The central bank yesterday lifted the cash rate to 4.25 per cent from four per cent, following its regular monthly board meeting in Sydney.
Even with the central bank's rate increases, home price growth in 2010 will stay close to the same level as last year, Tarbey said.
"The RBA's rate increases are the right thing to do," Tarbey said. "But more needs to be done in the area of creating an environment for developers to move forward."
The average sale price of houses and apartments its agents sold between January 1 and March 29 this year was A$407,228 ($532,447), an 18.4 per cent increase from the same period in 2009, according to Century21 data.
Australian Treasurer Wayne Swan said that state Treasurers had come to an agreement on tackling a shortage of new housing by making more land available to developers, without providing details, while warning the problem wouldn't be solved in the next year or two.

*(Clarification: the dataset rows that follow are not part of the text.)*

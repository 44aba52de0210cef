//! Quadrature rules on simplices of arbitrary dimension
//!
//! Provides the symmetric orbit generators, the flattening of weighted
//! orbits into point/weight arrays, and the Walkington rules built on them.

mod orbits;
mod untangle;
mod walkington;

pub use orbits::*;
pub use untangle::*;
pub use walkington::*;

State and local governments must also do away with fees and regulations that make new projects prohibitively expensive for developers, Tarbey said.
High development costs lead developers to hold on to large land banks while awaiting approval on current projects, Tarbey said.
"If the red tape was removed, a lot of developers could come into the marketplace in the next 12 to 24 months," he said.
Some 200,000 homes are needed to make up for shortfalls from past years, in addition to the 155,000 that must be built every year to keep up with demand, Caryn Kakas, executive director of the Residential Development Council, said in an interview last month.
That compares with a Housing Industry Association estimate of 130,630 housing starts in 2009.